Side bar, but also maybe the whole point of my interpretation of the book, is that Mandel’s reflections on the pandemic are quite poignant, certainly written with some perspective gained from experiencing COVID-19. She notes at one point that pandemics don’t approach with the literal loudness and obviousness of wars; they “arrive in retrospect.” “The pandemic is far away and then it’s all around you, with seemingly no intermediate step.” That absolutely is how I would describe the onslaught, if you will, of the COVID-19 pandemic. But also, it’s dismaying and dystopian that in Mandel’s vision of the present and the future, with its holograms, robots, flying aircraft, AI technology, and moon colonization, that the throughline of chaotic (pushing against that order!) viruses still exist, still vex us, and still kill us in extraordinary numbers (five percent of the population in Olive’s time!). Which brings me to my interpretation of the book, but first, I should explain what ends up happening.
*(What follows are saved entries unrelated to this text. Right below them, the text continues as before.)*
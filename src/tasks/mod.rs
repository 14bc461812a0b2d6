//! Background scheduled tasks for the application.
//!
//! Call `spawn_all` once during startup to launch them.

use crate::services::TelegramLoginService;
use std::time::Duration;

/// How often expired QR login tokens and phone codes are swept.
pub const LOGIN_PURGE_INTERVAL: Duration = Duration::from_secs(10 * 60);

/// Spawn all background tasks. Detaches them via `tokio::spawn`; does not block.
pub fn spawn_all(login_service: TelegramLoginService) {
    // QR tokens and phone codes are useless once past `expires_at`; drop them.
    tokio::spawn(async move {
        loop {
            match login_service.purge_expired_qr_tokens().await {
                Ok(n) if n > 0 => log::info!("Purged expired QR login tokens: {n}"),
                Ok(_) => {}
                Err(e) => log::error!("Failed to purge expired QR login tokens: {e:?}"),
            }
            let n = login_service.purge_expired_phone_logins().await;
            if n > 0 {
                log::info!("Purged abandoned phone logins: {n}");
            }
            tokio::time::sleep(LOGIN_PURGE_INTERVAL).await;
        }
    });
}
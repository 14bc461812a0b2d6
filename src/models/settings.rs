use serde::{Deserialize, Serialize};
use serde_json::{Map, Value};

/// Per-user settings document. Known fields are typed; anything else the dashboard
/// stores is kept verbatim in `extra`.
#[derive(Debug, Clone, Default, PartialEq, Serialize, Deserialize)]
#[serde(rename_all = "camelCase")]
pub struct UserSettings {
    #[serde(default, skip_serializing_if = "Option::is_none")]
    pub telegram_integration_enabled: Option<bool>,
    #[serde(default, skip_serializing_if = "Option::is_none")]
    pub watched_handles: Option<Vec<String>>,
    #[serde(default, skip_serializing_if = "Option::is_none")]
    pub message_limit: Option<u32>,
    #[serde(flatten)]
    pub extra: Map<String, Value>,
}

impl UserSettings {
    pub fn telegram_enabled(&self) -> bool {
        self.telegram_integration_enabled.unwrap_or(false)
    }
}

#[cfg(test)]
mod tests {
    use super::*;
    use serde_json::json;

    #[test]
    fn test_unknown_fields_survive() {
        let raw = json!({
            "telegramIntegrationEnabled": true,
            "watchedHandles": ["alice"],
            "theme": "dark",
            "layout": {"columns": 2}
        });
        let settings: UserSettings = serde_json::from_value(raw.clone()).unwrap();
        assert!(settings.telegram_enabled());
        assert_eq!(settings.extra.get("theme"), Some(&json!("dark")));
        assert_eq!(serde_json::to_value(&settings).unwrap(), raw);
    }

    #[test]
    fn test_empty_document_defaults() {
        let settings: UserSettings = serde_json::from_str("{}").unwrap();
        assert!(!settings.telegram_enabled());
        assert!(settings.watched_handles.is_none());
        assert_eq!(serde_json::to_string(&settings).unwrap(), "{}");
    }
}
As it turns out, with Gaspery’s investigation, there wasn’t a glitch in the simulation — Gaspery reflects that even if there was, so what, simulation is still life as we experience it day-to-day; to which, I would retort, sure, but also, wouldn’t you want to know who or what is behind the simulation?! — rather, the glitch manifest in the timeline because of Gaspery’s very presence in the timeline. He ends up being the violinist who he interviewed earlier in the book about the glitch!
So, my interpretation going back to the virus issue, then: Is the “glitch” in our simulation, our reality, if you prefer, viruses? In the book, Mandel compares the glitch in the simulation to a corrupted file, and isn’t a “glitch” in a computer file often caused by a virus? Mandel also reckons through the Olive character giving lectures on her dystopian book that the reason we are drawn to post-apocalyptic novels is because we like to think of ourselves at the end of the story, the end of civilization, but perhaps we (each “set” of civilizations) is at the end of the story in a continuous strain, as it were, i.e., a repetition of endings over and over again. And are viruses not a great catalyst for endings throughout our history, creating glitches and “new timelines” after “world endings”?
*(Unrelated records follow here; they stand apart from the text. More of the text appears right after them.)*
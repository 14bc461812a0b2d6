use super::{ApiCredentials, MessageSource, ResolvedPeer, TelegramError, TelegramGateway};
use crate::models::TelegramMessage;
use crate::utils::generate_hex_token;
use async_trait::async_trait;
use chrono::{DateTime, Duration, TimeZone, Utc};
use uuid::Uuid;

pub const MOCK_MARKER: &str = "[mock]";

/// Code that makes the mock ask for a two-factor password.
pub const MOCK_PASSWORD_CODE: &str = "00000";

/// Simulated login backend. QR tokens only complete through the confirmation callback.
#[derive(Clone)]
pub struct MockGateway {
    accepted_code: String,
}

impl MockGateway {
    pub fn new(accepted_code: String) -> Self {
        Self { accepted_code }
    }
}

#[async_trait]
impl TelegramGateway for MockGateway {
    async fn check_credentials(
        &self,
        creds: &ApiCredentials,
    ) -> Result<Option<String>, TelegramError> {
        if creds.api_hash.trim().is_empty() {
            return Err(TelegramError::Upstream("API_ID_INVALID".into()));
        }
        Ok(Some(format!("mock-session-{}", creds.api_id)))
    }

    async fn start_qr_login(&self, _user_id: i64, token: Uuid) -> Result<String, TelegramError> {
        Ok(format!("tg://login?token={}", token.simple()))
    }

    async fn poll_qr_login(
        &self,
        _user_id: i64,
        _token: Uuid,
    ) -> Result<Option<String>, TelegramError> {
        Ok(None)
    }

    async fn send_code(
        &self,
        _creds: Option<&ApiCredentials>,
        _phone: &str,
    ) -> Result<String, TelegramError> {
        Ok(generate_hex_token(18))
    }

    async fn sign_in(
        &self,
        _creds: Option<&ApiCredentials>,
        phone: &str,
        _phone_code_hash: &str,
        code: &str,
    ) -> Result<String, TelegramError> {
        let code = code.trim();
        if code == MOCK_PASSWORD_CODE {
            return Err(TelegramError::SessionPasswordNeeded);
        }
        if code != self.accepted_code {
            return Err(TelegramError::PhoneCodeInvalid);
        }
        let digits: String = phone.chars().filter(|c| c.is_ascii_digit()).collect();
        Ok(format!("mock-session-{digits}"))
    }
}

/// Deterministic placeholder messages.
#[derive(Clone, Default)]
pub struct MockMessageSource;

impl MockMessageSource {
    pub fn new() -> Self {
        Self
    }

    fn anchor() -> DateTime<Utc> {
        Utc.with_ymd_and_hms(2024, 1, 1, 12, 0, 0)
            .single()
            .unwrap_or_default()
    }

    fn peer_id(handle: &str) -> i64 {
        // FNV-1a keeps ids stable across runs
        let mut hash: u64 = 0xcbf29ce484222325;
        for b in handle.to_ascii_lowercase().bytes() {
            hash ^= u64::from(b);
            hash = hash.wrapping_mul(0x100000001b3);
        }
        (hash >> 1) as i64
    }
}

#[async_trait]
impl MessageSource for MockMessageSource {
    async fn resolve_handle(
        &self,
        _session: Option<&str>,
        handle: &str,
    ) -> Result<ResolvedPeer, TelegramError> {
        let valid = !handle.is_empty()
            && handle.len() <= 32
            && handle.chars().all(|c| c.is_ascii_alphanumeric() || c == '_');
        if !valid {
            return Err(TelegramError::UsernameNotFound(handle.to_string()));
        }
        Ok(ResolvedPeer {
            handle: handle.to_string(),
            peer_id: Self::peer_id(handle),
            title: Some(format!("@{handle}")),
        })
    }

    async fn recent_messages(
        &self,
        _session: Option<&str>,
        peer: &ResolvedPeer,
        limit: u32,
    ) -> Result<Vec<TelegramMessage>, TelegramError> {
        let anchor = Self::anchor();
        Ok((1..=i64::from(limit))
            .map(|n| TelegramMessage {
                id: n,
                text: format!("{MOCK_MARKER} Message #{n} from @{}", peer.handle),
                date: anchor - Duration::minutes(n * 15),
                sender: Some(peer.handle.clone()),
            })
            .collect())
    }

    fn is_mock(&self) -> bool {
        true
    }
}

#[cfg(test)]
mod tests {
    use super::*;

    #[tokio::test]
    async fn test_mock_sign_in_outcomes() {
        let gw = MockGateway::new("12345".into());
        assert_eq!(
            gw.sign_in(None, "+15550001111", "h", "12345").await.unwrap(),
            "mock-session-15550001111"
        );
        assert_eq!(
            gw.sign_in(None, "+15550001111", "h", "99999").await,
            Err(TelegramError::PhoneCodeInvalid)
        );
        assert_eq!(
            gw.sign_in(None, "+15550001111", "h", MOCK_PASSWORD_CODE).await,
            Err(TelegramError::SessionPasswordNeeded)
        );
    }

    #[tokio::test]
    async fn test_mock_messages_are_deterministic() {
        let source = MockMessageSource::new();
        let peer = source.resolve_handle(None, "alice").await.unwrap();
        let first = source.recent_messages(None, &peer, 3).await.unwrap();
        let second = source.recent_messages(None, &peer, 3).await.unwrap();

        assert_eq!(first, second);
        assert_eq!(first.len(), 3);
        assert_eq!(first[0].id, 1);
        assert!(first.iter().all(|m| m.text.contains(MOCK_MARKER)));
        assert!(first[0].date > first[1].date);
    }

    #[tokio::test]
    async fn test_mock_rejects_malformed_handles() {
        let source = MockMessageSource::new();
        assert!(source.resolve_handle(None, "no spaces").await.is_err());
        assert!(source.resolve_handle(None, "").await.is_err());
        assert_eq!(
            source.resolve_handle(None, "Bob").await.unwrap().peer_id,
            source.resolve_handle(None, "bob").await.unwrap().peer_id
        );
    }
}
And these repeated endings is where we get also Mandel’s rumination resulting in the title of the book: “life can be tranquil in the face of death.” Life itself is the “sea of tranquility.” Gaspery comes to find peace living on a farm in Oklahoma City after being hidden by his sister (after being exiled by the Time Institute) because he’s living his life and did right by that life and the life of others by warning Olive, for example. Living the good life, simulation or not, turbulence or not (I’m mixing metaphors here), is tranquil in its own way. How could it be anything but in the face of the relentless order that death will come? In some ways, our very existence is a rebellion against that order.
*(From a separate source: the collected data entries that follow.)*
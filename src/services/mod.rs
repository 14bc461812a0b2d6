pub mod auth_service;
pub mod credential_service;
pub mod message_service;
pub mod settings_service;
pub mod telegram_login_service;

pub use auth_service::*;
pub use credential_service::*;
pub use message_service::*;
pub use settings_service::*;
pub use telegram_login_service::*;
pub mod client;
pub mod config;
pub mod database;
pub mod entities;
pub mod error;
pub mod external;
pub mod handlers;
pub mod middlewares;
pub mod models;
pub mod services;
pub mod swagger;
pub mod tasks;
pub mod utils;

pub use config::Config;
pub use error::{AppError, AppResult};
I cannot recommend this book enough, and I am grateful it was recommended to me. Mandel offers an entertaining book, to be sure, which is why I devoured it, but also profound insight into what it means to be human regardless of time and place and the fact of death. Like I said, only Hillary Jordan’s 2008 novel, Mudbound, I read earlier this year can contend with this for my favorite reads of 2023 so far.